À ces mots, Fernande se tut, et il se fit entre les deux jeunes femmes un moment de silence; seulement, comme si Fernande eût continué de parler, Clotilde laissa entre ses mains, comme entre celles d’une amie, la main qu’elle lui avait tendue.
CHAPITRE XVIII
Ce silence était calculé de la part de Fernande; elle voulait laisser à l’étrange histoire qu’elle venait de raconter le temps de produire son effet; puis, lorsqu’elle vit la jeune femme bien pénétrée du côté douloureux de ce récit:
– Maintenant, dit-elle, vous savez où une faute peut conduire une jeune fille. Voulez-vous que je vous dise où cette même faute, qui alors change de nom et s’appelle un crime, peut conduire une femme mariée?
– Dites, reprit Clotilde en la regardant; dites, je vous écoute.
– Vous avez connu, au moins de nom, madame la baronne de Villefore, n’est-ce pas?
– Oui, je me la rappelle; c’était, autant que je puis m’en souvenir, une jeune et jolie femme.
– Charmante.
– Elle a cessé tout à coup de paraître dans le monde; qu’est-elle donc devenue?

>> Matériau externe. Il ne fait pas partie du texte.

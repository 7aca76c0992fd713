/*!
JSON file output: the whole batch as one array of ASFF records
*/

use std::path::PathBuf;

use async_trait::async_trait;
use tracing::debug;

use crate::core::{
    config::{JsonConfig, OutputsConfig},
    error::{ConfigError, OutputError},
    finding::Finding,
};

use super::OutputProvider;

pub const NAME: &str = "json";

pub fn factory(config: &OutputsConfig) -> Result<Box<dyn OutputProvider>, ConfigError> {
    let section = OutputsConfig::section(NAME, &config.json)?;
    Ok(Box::new(JsonOutputProvider::new(section)))
}

/// JSON file output provider
pub struct JsonOutputProvider {
    file_path: PathBuf,
    pretty: bool,
}

impl JsonOutputProvider {
    pub fn new(config: &JsonConfig) -> Self {
        Self {
            file_path: config.path.clone(),
            pretty: config.pretty,
        }
    }

    fn staging_path(&self) -> PathBuf {
        let mut name = self.file_path.file_name().unwrap_or_default().to_os_string();
        name.push(".tmp");
        self.file_path.with_file_name(name)
    }
}

#[async_trait]
impl OutputProvider for JsonOutputProvider {
    fn name(&self) -> &'static str {
        NAME
    }

    async fn write_findings(&mut self, findings: &[Finding]) -> Result<(), OutputError> {
        let json_str = if self.pretty {
            serde_json::to_string_pretty(findings)?
        } else {
            serde_json::to_string(findings)?
        };

        if let Some(parent) = self.file_path.parent().filter(|p| !p.as_os_str().is_empty()) {
            tokio::fs::create_dir_all(parent).await?;
        }

        // readers never see a half-written file
        let staging = self.staging_path();
        tokio::fs::write(&staging, json_str).await?;
        tokio::fs::rename(&staging, &self.file_path).await?;

        debug!("Wrote {} findings to {}", findings.len(), self.file_path.display());
        Ok(())
    }
}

– Je vais vous le dire, répondit Fernande. Madame de Villefore avait votre âge ou à peu près. Comme vous, il y avait deux ou trois ans qu’elle était mariée; son mari, sans avoir les qualités éminentes de M. de Barthèle, passait généralement pour un homme distingué. Il avait trente ans, un beau nom, une grande fortune, c’est-à-dire tout ce qu’il faut pour être heureux.

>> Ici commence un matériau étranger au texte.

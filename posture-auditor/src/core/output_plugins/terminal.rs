/*!
Terminal output: one block per finding plus a pass/fail summary
*/

use std::fmt::Write as _;

use async_trait::async_trait;

use crate::core::{
    config::{OutputsConfig, TerminalFormat},
    error::{ConfigError, OutputError},
    finding::{ComplianceStatus, Finding},
};

use super::OutputProvider;

pub const NAME: &str = "terminal";

/// The `[outputs.terminal]` section is optional
pub fn factory(config: &OutputsConfig) -> Result<Box<dyn OutputProvider>, ConfigError> {
    let format = config
        .terminal
        .as_ref()
        .map(|terminal| terminal.format)
        .unwrap_or_default();
    Ok(Box::new(TerminalOutputProvider::new(format)))
}

/// Terminal output provider
pub struct TerminalOutputProvider {
    format: TerminalFormat,
}

impl TerminalOutputProvider {
    pub fn new(format: TerminalFormat) -> Self {
        Self { format }
    }

    fn format_finding(&self, finding: &Finding) -> Result<String, OutputError> {
        let resource = finding
            .resource()
            .map(|resource| resource.id.as_str())
            .unwrap_or("[no resource]");
        let text = match self.format {
            TerminalFormat::Plain => format!(
                "[{}] {} {}\n  Resource: {}\n  {}",
                finding.compliance.status.as_str(),
                finding.severity.label,
                finding.title,
                resource,
                finding.description
            ),
            TerminalFormat::Colored => {
                let color = match finding.compliance.status {
                    ComplianceStatus::Failed => "\x1b[31m",
                    ComplianceStatus::Passed => "\x1b[32m",
                };
                format!(
                    "{color}[{}]\x1b[0m \x1b[1m{}\x1b[0m {}\n\
                     \x1b[36m  Resource:\x1b[0m {}\n\
                     \x1b[36m  Details:\x1b[0m {}",
                    finding.compliance.status.as_str(),
                    finding.severity.label,
                    finding.title,
                    resource,
                    finding.description
                )
            }
            TerminalFormat::Json => serde_json::to_string_pretty(finding)?,
        };
        Ok(text)
    }

    fn summary(&self, findings: &[Finding]) -> String {
        let failed = findings.iter().filter(|finding| finding.is_failed()).count();
        let passed = findings.len() - failed;
        let line = format!("{} findings: {} failed, {} passed", findings.len(), failed, passed);
        match self.format {
            TerminalFormat::Colored => format!("\x1b[33m{line}\x1b[0m"),
            _ => line,
        }
    }

    /// Everything the provider prints for one batch
    pub fn render(&self, findings: &[Finding]) -> Result<String, OutputError> {
        let mut out = String::new();
        if self.format == TerminalFormat::Json {
            out.push_str(&serde_json::to_string_pretty(findings)?);
            out.push('\n');
            return Ok(out);
        }
        for finding in findings {
            // writing to a String cannot fail
            let _ = writeln!(out, "{}\n", self.format_finding(finding)?);
        }
        out.push_str(&self.summary(findings));
        out.push('\n');
        Ok(out)
    }
}

#[async_trait]
impl OutputProvider for TerminalOutputProvider {
    fn name(&self) -> &'static str {
        NAME
    }

    async fn write_findings(&mut self, findings: &[Finding]) -> Result<(), OutputError> {
        print!("{}", self.render(findings)?);
        Ok(())
    }
}

#[cfg(test)]
mod tests {
    use super::*;
    use crate::core::output_plugins::testing;

    #[test]
    fn plain_output_lists_findings_then_summary() {
        let provider = TerminalOutputProvider::new(TerminalFormat::Plain);
        let rendered = provider.render(&testing::findings(3)).unwrap();

        assert!(rendered.starts_with("[FAILED] INFORMATIONAL Test finding"));
        assert!(rendered.contains("ami-0001"));
        assert!(rendered.trim_end().ends_with("3 findings: 2 failed, 1 passed"));
        assert!(!rendered.contains("\x1b["));
    }

    #[test]
    fn json_output_is_an_asff_array() {
        let provider = TerminalOutputProvider::new(TerminalFormat::Json);
        let rendered = provider.render(&testing::findings(2)).unwrap();
        let parsed: Vec<Finding> = serde_json::from_str(&rendered).unwrap();
        assert_eq!(parsed.len(), 2);
    }

    #[test]
    fn section_is_optional() {
        let provider = factory(&OutputsConfig::default()).ok().unwrap();
        assert_eq!(provider.name(), "terminal");
    }
}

» Un jour, en voyant je ne sais quel drame, en lisant je ne sais quel roman, madame de Villefore s’imagina que son mari ne l’aimait point comme elle méritait d’être aimée; c’est toujours là le point de départ de toutes nos fautes, à nous autres pauvres femmes. L’orgueil nous souffle cette fatale croyance, que dans un corps plus faible nous avons une âme plus puissante. Puis, à peine nous sommes-nous laissées aller à cette idée, que nous cherchons autour de nous cette âme sœur de notre âme, qui seule peut nous donner le bonheur par l’harmonie de l’amour. Or, comme elle n’existe pas, ou que, si elle existe, des conditions antérieures rendent presque toujours de pareilles unions à peu près impossibles, il en résulte une de ces méprises où la vie et l’honneur sont également en jeu.

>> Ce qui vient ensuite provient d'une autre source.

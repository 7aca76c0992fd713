/*!
SQLite output: the findings table is replaced wholesale on every run.

Drop, create and insert happen in one transaction, so a failed write leaves the
previous run's table untouched.
*/

use std::path::{Path, PathBuf};

use async_trait::async_trait;
use rusqlite::{Connection, params_from_iter};
use tracing::info;

use crate::core::{
    config::{OutputsConfig, SqliteConfig},
    error::{ConfigError, OutputError},
    finding::Finding,
};

use super::OutputProvider;

pub const NAME: &str = "sqlite";

/// Column order of the findings table
pub const COLUMNS: [&str; 19] = [
    "schemaversion",
    "findingid",
    "awsaccountid",
    "productarn",
    "generatorid",
    "types",
    "createdat",
    "severitylabel",
    "confidence",
    "title",
    "description",
    "resourcetype",
    "resourceid",
    "resourceregion",
    "resourcepartition",
    "compliancestatus",
    "compliancecontrols",
    "workflowstatus",
    "recordstate",
];

pub fn factory(config: &OutputsConfig) -> Result<Box<dyn OutputProvider>, ConfigError> {
    let section = OutputsConfig::section(NAME, &config.sqlite)?;
    Ok(Box::new(SqliteOutputProvider::new(section)?))
}

/// SQLite database output provider
pub struct SqliteOutputProvider {
    file_path: PathBuf,
    table_name: String,
}

impl SqliteOutputProvider {
    /// The table name is checked here since it is spliced into SQL
    pub fn new(config: &SqliteConfig) -> Result<Self, ConfigError> {
        config.validate()?;
        Ok(Self {
            file_path: config.path.clone(),
            table_name: config.table_name.clone(),
        })
    }
}

#[async_trait]
impl OutputProvider for SqliteOutputProvider {
    fn name(&self) -> &'static str {
        NAME
    }

    async fn write_findings(&mut self, findings: &[Finding]) -> Result<(), OutputError> {
        let rows: Vec<[String; 19]> = findings.iter().map(finding_row).collect();
        let file_path = self.file_path.clone();
        let table_name = self.table_name.clone();

        let written =
            tokio::task::spawn_blocking(move || replace_table(&file_path, &table_name, &rows))
                .await??;

        info!("Replaced table {} with {} findings", self.table_name, written);
        Ok(())
    }
}

fn replace_table(path: &Path, table_name: &str, rows: &[[String; 19]]) -> Result<usize, OutputError> {
    let mut conn = Connection::open(path)?;
    let tx = conn.transaction()?;

    tx.execute(&format!("DROP TABLE IF EXISTS {table_name}"), [])?;
    // unkeyed: every finding in the batch is stored, repeated ids included
    let columns = COLUMNS
        .iter()
        .map(|column| format!("{column} TEXT"))
        .collect::<Vec<_>>()
        .join(", ");
    tx.execute(&format!("CREATE TABLE {table_name} ({columns})"), [])?;

    {
        let placeholders = (1..=COLUMNS.len())
            .map(|i| format!("?{i}"))
            .collect::<Vec<_>>()
            .join(", ");
        let mut insert = tx.prepare(&format!(
            "INSERT INTO {table_name} ({}) VALUES ({placeholders})",
            COLUMNS.join(", ")
        ))?;
        for row in rows {
            insert.execute(params_from_iter(row.iter()))?;
        }
    }

    // dropping the transaction without commit rolls everything back
    tx.commit()?;
    Ok(rows.len())
}

fn finding_row(finding: &Finding) -> [String; 19] {
    let (resource_type, resource_id, region, partition) = match finding.resource() {
        Some(resource) => (
            resource.resource_type.clone(),
            resource.id.clone(),
            resource.region.clone(),
            resource.partition.clone(),
        ),
        None => Default::default(),
    };
    [
        finding.schema_version.clone(),
        finding.id.clone(),
        finding.aws_account_id.clone(),
        finding.product_arn.clone(),
        finding.generator_id.clone(),
        finding.types.first().cloned().unwrap_or_default(),
        finding.created_at.clone(),
        finding.severity.label.as_str().to_string(),
        finding.confidence.to_string(),
        finding.title.clone(),
        finding.description.clone(),
        resource_type,
        resource_id,
        region,
        partition,
        finding.compliance.status.as_str().to_string(),
        serde_json::to_string(&finding.compliance.related_requirements)
            .unwrap_or_else(|_| "[]".to_string()),
        finding.workflow.status.as_str().to_string(),
        finding.record_state.as_str().to_string(),
    ]
}

#[cfg(test)]
mod tests {
    use super::*;
    use crate::core::output_plugins::testing;

    fn provider(path: &Path) -> SqliteOutputProvider {
        SqliteOutputProvider::new(&SqliteConfig {
            path: path.to_path_buf(),
            table_name: "findings".into(),
        })
        .unwrap()
    }

    fn ids(path: &Path) -> Vec<String> {
        let conn = Connection::open(path).unwrap();
        let mut stmt = conn
            .prepare("SELECT findingid FROM findings ORDER BY rowid")
            .unwrap();
        let ids = stmt
            .query_map([], |row| row.get::<_, String>(0))
            .unwrap()
            .collect::<Result<Vec<_>, _>>()
            .unwrap();
        ids
    }

    #[tokio::test]
    async fn each_run_replaces_the_table() {
        let dir = tempfile::tempdir().unwrap();
        let path = dir.path().join("findings.db");
        let mut sink = provider(&path);

        sink.write_findings(&testing::findings(4)).await.unwrap();
        assert_eq!(ids(&path).len(), 4);

        sink.write_findings(&testing::findings(2)).await.unwrap();
        assert_eq!(
            ids(&path),
            vec![
                "arn:aws:ec2:us-east-1:111122223333:image/ami-0000/test-check-0",
                "arn:aws:ec2:us-east-1:111122223333:image/ami-0001/test-check-1",
            ]
        );
    }

    #[tokio::test]
    async fn rows_carry_the_flattened_finding() {
        let dir = tempfile::tempdir().unwrap();
        let path = dir.path().join("findings.db");
        provider(&path)
            .write_findings(&testing::findings(1))
            .await
            .unwrap();

        let conn = Connection::open(&path).unwrap();
        let (types, status, controls, workflow, record, region): (
            String,
            String,
            String,
            String,
            String,
            String,
        ) = conn
            .query_row(
                "SELECT types, compliancestatus, compliancecontrols, workflowstatus, recordstate, resourceregion FROM findings",
                [],
                |row| Ok((row.get(0)?, row.get(1)?, row.get(2)?, row.get(3)?, row.get(4)?, row.get(5)?)),
            )
            .unwrap();
        assert_eq!(types, "Software and Configuration Checks/AWS Security Best Practices");
        assert_eq!(status, "FAILED");
        assert_eq!(controls, r#"["NIST CSF PR.DS-5"]"#);
        assert_eq!(workflow, "NEW");
        assert_eq!(record, "ACTIVE");
        assert_eq!(region, "us-east-1");
    }

    #[tokio::test]
    async fn repeated_ids_are_all_stored() {
        let dir = tempfile::tempdir().unwrap();
        let path = dir.path().join("findings.db");

        let mut repeated = testing::findings(2);
        repeated.push(repeated[0].clone());
        provider(&path).write_findings(&repeated).await.unwrap();

        let stored = ids(&path);
        assert_eq!(stored.len(), 3);
        assert_eq!(stored[0], stored[2]);
    }

    #[tokio::test]
    async fn failed_write_keeps_the_previous_table() {
        let dir = tempfile::tempdir().unwrap();
        let path = dir.path().join("findings.db");
        let mut sink = provider(&path);

        sink.write_findings(&testing::findings(3)).await.unwrap();
        let before = ids(&path);

        // another writer holds the database until the write gives up
        let blocker = Connection::open(&path).unwrap();
        blocker.execute_batch("BEGIN EXCLUSIVE").unwrap();
        let err = sink.write_findings(&testing::findings(1)).await.unwrap_err();
        assert!(matches!(err, OutputError::Database(_)));
        blocker.execute_batch("ROLLBACK").unwrap();

        assert_eq!(ids(&path), before);
    }

    #[tokio::test]
    async fn empty_batch_leaves_an_empty_table() {
        let dir = tempfile::tempdir().unwrap();
        let path = dir.path().join("findings.db");
        let mut sink = provider(&path);

        sink.write_findings(&testing::findings(2)).await.unwrap();
        sink.write_findings(&[]).await.unwrap();
        assert!(ids(&path).is_empty());
    }

    #[test]
    fn unsafe_table_names_are_rejected() {
        let err = SqliteOutputProvider::new(&SqliteConfig {
            path: "findings.db".into(),
            table_name: "findings;--".into(),
        })
        .err()
        .unwrap();
        assert!(matches!(err, ConfigError::Invalid { .. }));
    }
}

» Un jeune homme de la société intime de madame de Villefore s’aperçut des dispositions nouvelles de son esprit, et résolut d’en profiter. Il était beau, élégant, à la mode; il avait toutes les qualités extérieures qui font l’homme du monde; de plus, avec un cœur de pierre, le don des larmes porté au plus haut degré. À sa volonté, ses yeux devenaient humides, sa voix se gonflait d’émotion, C’était à lui croire l’âme la plus impressionnable qui fût sortie des mains de Dieu.
» Madame de Villefore avait une réputation de vertu qui jusque-là avait interdit à qui que ce fût la moindre espérance; mais jusque-là aussi madame de Villefore s’était crue heureuse et n’avait pas toujours souffert. Remarquez que je ne sépare point ici les douleurs réelles des douleurs factices, celles qu’on se fait à soi-même de celles que la Providence vous envoie. Toute douleur, qu’elle vienne du cœur ou de l’imagination, est une douleur, et celles que l’on croit avoir sont souvent bien autrement poignantes que celles que l’on a.